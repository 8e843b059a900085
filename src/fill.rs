//! Flood fill over a rendered raster.
//!
//! The fill tool samples what is on screen rather than the scene model: the
//! host renders the current frame, hands the pixels over as an
//! [`RgbaImage`], and the region connected to the clicked pixel by an exact
//! RGBA match is found with an explicit DFS stack (4-connected).
//!
//! The result is recorded as a [`FillRegion`] spanning the region's bounding
//! box. Concave or ring-shaped regions therefore paint more than the pixels
//! that were actually reached; only the extents are kept.

#[cfg(test)]
#[path = "fill_test.rs"]
mod fill_test;

use image::{Rgba, RgbaImage};
use tracing::debug;

use crate::doc::{Color, FillRegion};
use crate::geom::Point;

/// Pixel extents of a filled region, inclusive.
#[derive(Debug, Clone, Copy, PartialEq, Eq)]
pub struct PixelBounds {
    pub min_x: u32,
    pub min_y: u32,
    pub max_x: u32,
    pub max_y: u32,
}

impl PixelBounds {
    fn at(x: u32, y: u32) -> Self {
        Self { min_x: x, min_y: y, max_x: x, max_y: y }
    }

    fn include(&mut self, x: u32, y: u32) {
        self.min_x = self.min_x.min(x);
        self.min_y = self.min_y.min(y);
        self.max_x = self.max_x.max(x);
        self.max_y = self.max_y.max(y);
    }

    #[must_use]
    pub fn width(&self) -> u32 {
        self.max_x - self.min_x + 1
    }

    #[must_use]
    pub fn height(&self) -> u32 {
        self.max_y - self.min_y + 1
    }
}

/// Bounds of the region of pixels equal to the one at `(x, y)` and connected
/// to it. `None` when the seed lies outside the raster.
#[must_use]
pub fn region_bounds(raster: &RgbaImage, x: u32, y: u32) -> Option<PixelBounds> {
    let (w, h) = raster.dimensions();
    if x >= w || y >= h {
        return None;
    }
    let target = *raster.get_pixel(x, y);
    let wu = w as usize;
    let mut visited = vec![false; wu * h as usize];
    let mut bounds = PixelBounds::at(x, y);

    let mut stack: Vec<(u32, u32)> = Vec::with_capacity(1024);
    visited[y as usize * wu + x as usize] = true;
    stack.push((x, y));

    while let Some((cx, cy)) = stack.pop() {
        bounds.include(cx, cy);
        let neighbors = [
            (cx.checked_sub(1), Some(cy)),
            (cx.checked_add(1).filter(|&nx| nx < w), Some(cy)),
            (Some(cx), cy.checked_sub(1)),
            (Some(cx), cy.checked_add(1).filter(|&ny| ny < h)),
        ];
        for (nx, ny) in neighbors {
            let (Some(nx), Some(ny)) = (nx, ny) else {
                continue;
            };
            let idx = ny as usize * wu + nx as usize;
            if !visited[idx] && *raster.get_pixel(nx, ny) == target {
                visited[idx] = true;
                stack.push((nx, ny));
            }
        }
    }
    Some(bounds)
}

/// Fill the region under `at` with `color`.
///
/// Returns `None` when `at` is off the raster or the pixel there already
/// has exactly the fill color.
#[must_use]
pub fn flood_fill(raster: &RgbaImage, at: Point, color: Color) -> Option<FillRegion> {
    let (w, h) = raster.dimensions();
    let (fx, fy) = (at.x.floor(), at.y.floor());
    if fx < 0.0 || fy < 0.0 || fx >= f64::from(w) || fy >= f64::from(h) {
        return None;
    }
    #[allow(clippy::cast_possible_truncation, clippy::cast_sign_loss)]
    let (x, y) = (fx as u32, fy as u32);
    if *raster.get_pixel(x, y) == Rgba(color.to_rgba()) {
        debug!(x, y, "fill skipped: pixel already has fill color");
        return None;
    }

    let bounds = region_bounds(raster, x, y)?;
    debug!(
        x,
        y,
        min_x = bounds.min_x,
        min_y = bounds.min_y,
        width = bounds.width(),
        height = bounds.height(),
        "flood fill"
    );
    Some(FillRegion {
        position: Point::new(f64::from(bounds.min_x), f64::from(bounds.min_y)),
        width: f64::from(bounds.width()),
        height: f64::from(bounds.height()),
        color,
        opacity: 1.0,
    })
}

* * * * *

__Problem statement__: Spot every line in the entries that includes the word "height", and copy each one out.

__Completed task__:
    pub fn height(&self) -> u32 {
        height = bounds.height(),
        height: f64::from(bounds.height()),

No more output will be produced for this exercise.